(Stored entries)

*****

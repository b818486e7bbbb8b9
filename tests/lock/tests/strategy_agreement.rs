//! Property tests: strategies agree with each other and with reference
//! shortest-path answers on generated graphs.

use lock_tests::random_graph::RandomGraph;
use proptest::prelude::*;
use wayfind_search::cancel::CancelToken;
use wayfind_search::config::QueueSearchConfig;
use wayfind_search::depth_limited::DepthLimitedSearch;
use wayfind_search::evaluation::ZeroHeuristic;
use wayfind_search::informed::BestFirstSearch;
use wayfind_search::iterative_deepening::IterativeDeepeningSearch;
use wayfind_search::outcome::{ActionPlan, Failure};
use wayfind_search::search::Search;
use wayfind_search::uninformed::{BreadthFirstSearch, DepthFirstSearch, UniformCostSearch};

fn graph_strategy() -> impl Strategy<Value = RandomGraph> {
    (2usize..9).prop_flat_map(|n| {
        (
            proptest::collection::vec((0..n, 0..n, 1u32..6), 0..(3 * n)),
            0..n,
        )
            .prop_map(move |(edges, goal)| RandomGraph::new(n, &edges, goal))
    })
}

/// Graphs whose goal is not a node, so every search exhausts.
fn goalless_graph_strategy() -> impl Strategy<Value = RandomGraph> {
    (2usize..9).prop_flat_map(|n| {
        proptest::collection::vec((0..n, 0..n, 1u32..6), 0..(3 * n))
            .prop_map(move |edges| RandomGraph::new(n, &edges, n))
    })
}

fn plan_len<A>(plan: &ActionPlan<A>) -> Option<usize> {
    match plan {
        ActionPlan::NoOp => Some(0),
        ActionPlan::Actions(actions) => Some(actions.len()),
        ActionPlan::Failure(_) => None,
    }
}

proptest! {
    #![proptest_config(ProptestConfig::with_cases(96))]

    #[test]
    fn breadth_first_finds_the_fewest_steps(graph in graph_strategy()) {
        let expected = graph.shortest_hops().map(|h| h as usize);
        let mut bfs = BreadthFirstSearch::graph();
        let plan = bfs.find_actions(&graph, &CancelToken::new());
        prop_assert_eq!(plan_len(&plan), expected);
        if let Some(hops) = expected {
            prop_assert!((bfs.metrics().path_cost() - hops as f64).abs() < 1e-9);
        }
    }

    #[test]
    fn iterative_deepening_matches_breadth_first(graph in graph_strategy()) {
        // Tree search on a cyclic graph only terminates when a goal is reachable.
        prop_assume!(graph.shortest_hops().is_some());
        let cancel = CancelToken::new();
        let mut bfs = BreadthFirstSearch::graph();
        let bfs_plan = bfs.find_actions(&graph, &cancel);
        let mut ids = IterativeDeepeningSearch::new();
        let ids_plan = ids.find_actions(&graph, &cancel);
        prop_assert_eq!(plan_len(&ids_plan), plan_len(&bfs_plan));
        prop_assert!((ids.metrics().path_cost() - bfs.metrics().path_cost()).abs() < 1e-9);
    }

    #[test]
    fn cost_ordered_strategies_find_the_cheapest_route(graph in graph_strategy()) {
        let graph = graph.weighted();
        let expected = graph.cheapest_cost();
        let cancel = CancelToken::new();

        let mut ucs = UniformCostSearch::graph();
        let ucs_found = ucs.find_state(&graph, &cancel).is_some();
        let mut a_star =
            BestFirstSearch::a_star(ZeroHeuristic, QueueSearchConfig::graph()).unwrap();
        let a_star_found = a_star.find_state(&graph, &cancel).is_some();

        prop_assert_eq!(ucs_found, expected.is_some());
        prop_assert_eq!(a_star_found, expected.is_some());
        if let Some(cost) = expected {
            prop_assert!((ucs.metrics().path_cost() - cost).abs() < 1e-9);
            prop_assert!((a_star.metrics().path_cost() - cost).abs() < 1e-9);
        }
    }

    #[test]
    fn depth_limited_never_exceeds_its_limit(graph in graph_strategy(), limit in 0u32..6) {
        let mut dls = DepthLimitedSearch::new(limit);
        let outcome = dls.find_node(&graph, &CancelToken::new());
        let shallowest = graph.shortest_hops();
        match outcome.node() {
            Some(node) => prop_assert!(node.depth() <= limit),
            None => prop_assert!(shallowest.map_or(true, |d| d > limit)),
        }
        prop_assert_eq!(outcome.is_found(), shallowest.is_some_and(|d| d <= limit));
    }

    #[test]
    fn graph_search_expands_each_reachable_state_once(graph in goalless_graph_strategy()) {
        let reachable = graph.reachable_count() as u64;
        let cancel = CancelToken::new();

        let mut bfs = BreadthFirstSearch::graph();
        prop_assert_eq!(bfs.find_actions(&graph, &cancel), ActionPlan::Failure(Failure::Exhausted));
        prop_assert_eq!(bfs.metrics().nodes_expanded(), reachable);

        let mut dfs = DepthFirstSearch::graph();
        prop_assert_eq!(dfs.find_state(&graph, &cancel), None);
        prop_assert_eq!(dfs.metrics().nodes_expanded(), reachable);

        let weighted = graph.weighted();
        let mut ucs = UniformCostSearch::graph();
        prop_assert_eq!(ucs.find_state(&weighted, &cancel), None);
        prop_assert_eq!(ucs.metrics().nodes_expanded(), reachable);
    }
}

*****

#### [THE PROBLEM]
Reproduce, exactly, all the lines shown above.

#### [ANSWER TO THE EXERCISE]
repository b818486e7bbbb8b9
filename tests/lock/tests/strategy_agreement.rs
//! Property tests: strategies agree with each other and with reference
//! shortest-path answers on generated graphs.

use lock_tests::random_graph::RandomGraph;
use proptest::prelude::*;
use wayfind_search::cancel::CancelToken;
use wayfind_search::config::QueueSearchConfig;
use wayfind_search::depth_limited::DepthLimitedSearch;
use wayfind_search::evaluation::ZeroHeuristic;
use wayfind_search::informed::BestFirstSearch;
use wayfind_search::iterative_deepening::IterativeDeepeningSearch;
use wayfind_search::outcome::{ActionPlan, Failure};
use wayfind_search::search::Search;
use wayfind_search::uninformed::{BreadthFirstSearch, DepthFirstSearch, UniformCostSearch};

fn graph_strategy() -> impl Strategy<Value = RandomGraph> {
    (2usize..9).prop_flat_map(|n| {
        (
            proptest::collection::vec((0..n, 0..n, 1u32..6), 0..(3 * n)),
            0..n,
        )
            .prop_map(move |(edges, goal)| RandomGraph::new(n, &edges, goal))
    })
}

/// Graphs whose goal is not a node, so every search exhausts.
fn goalless_graph_strategy() -> impl Strategy<Value = RandomGraph> {
    (2usize..9).prop_flat_map(|n| {
        proptest::collection::vec((0..n, 0..n, 1u32..6), 0..(3 * n))
            .prop_map(move |edges| RandomGraph::new(n, &edges, n))
    })
}

fn plan_len<A>(plan: &ActionPlan<A>) -> Option<usize> {
    match plan {
        ActionPlan::NoOp => Some(0),
        ActionPlan::Actions(actions) => Some(actions.len()),
        ActionPlan::Failure(_) => None,
    }
}

proptest! {
    #![proptest_config(ProptestConfig::with_cases(96))]

    #[test]
    fn breadth_first_finds_the_fewest_steps(graph in graph_strategy()) {
        let expected = graph.shortest_hops().map(|h| h as usize);
        let mut bfs = BreadthFirstSearch::graph();
        let plan = bfs.find_actions(&graph, &CancelToken::new());
        prop_assert_eq!(plan_len(&plan), expected);
        if let Some(hops) = expected {
            prop_assert!((bfs.metrics().path_cost() - hops as f64).abs() < 1e-9);
        }
    }

    #[test]
    fn iterative_deepening_matches_breadth_first(graph in graph_strategy()) {
        // Tree search on a cyclic graph only terminates when a goal is reachable.
        prop_assume!(graph.shortest_hops().is_some());
        let cancel = CancelToken::new();
        let mut bfs = BreadthFirstSearch::graph();
        let bfs_plan = bfs.find_actions(&graph, &cancel);
        let mut ids = IterativeDeepeningSearch::new();
        let ids_plan = ids.find_actions(&graph, &cancel);
        prop_assert_eq!(plan_len(&ids_plan), plan_len(&bfs_plan));
        prop_assert!((ids.metrics().path_cost() - bfs.metrics().path_cost()).abs() < 1e-9);
    }

    #[test]
    fn cost_ordered_strategies_find_the_cheapest_route(graph in graph_strategy()) {
        let graph = graph.weighted();
        let expected = graph.cheapest_cost();
        let cancel = CancelToken::new();

        let mut ucs = UniformCostSearch::graph();
        let ucs_found = ucs.find_state(&graph, &cancel).is_some();
        let mut a_star =
            BestFirstSearch::a_star(ZeroHeuristic, QueueSearchConfig::graph()).unwrap();
        let a_star_found = a_star.find_state(&graph, &cancel).is_some();

        prop_assert_eq!(ucs_found, expected.is_some());
        prop_assert_eq!(a_star_found, expected.is_some());
        if let Some(cost) = expected {
            prop_assert!((ucs.metrics().path_cost() - cost).abs() < 1e-9);
            prop_assert!((a_star.metrics().path_cost() - cost).abs() < 1e-9);
        }
    }

    #[test]
    fn depth_limited_never_exceeds_its_limit(graph in graph_strategy(), limit in 0u32..6) {
        let mut dls = DepthLimitedSearch::new(limit);
        let outcome = dls.find_node(&graph, &CancelToken::new());
        let shallowest = graph.shortest_hops();
        match outcome.node() {
            Some(node) => prop_assert!(node.depth() <= limit),
            None => prop_assert!(shallowest.map_or(true, |d| d > limit)),
        }
        prop_assert_eq!(outcome.is_found(), shallowest.is_some_and(|d| d <= limit));
    }

    #[test]
    fn graph_search_expands_each_reachable_state_once(graph in goalless_graph_strategy()) {
        let reachable = graph.reachable_count() as u64;
        let cancel = CancelToken::new();

        let mut bfs = BreadthFirstSearch::graph();
        prop_assert_eq!(bfs.find_actions(&graph, &cancel), ActionPlan::Failure(Failure::Exhausted));
        prop_assert_eq!(bfs.metrics().nodes_expanded(), reachable);

        let mut dfs = DepthFirstSearch::graph();
        prop_assert_eq!(dfs.find_state(&graph, &cancel), None);
        prop_assert_eq!(dfs.metrics().nodes_expanded(), reachable);

        let weighted = graph.weighted();
        let mut ucs = UniformCostSearch::graph();
        prop_assert_eq!(ucs.find_state(&weighted, &cancel), None);
        prop_assert_eq!(ucs.metrics().nodes_expanded(), reachable);
    }
}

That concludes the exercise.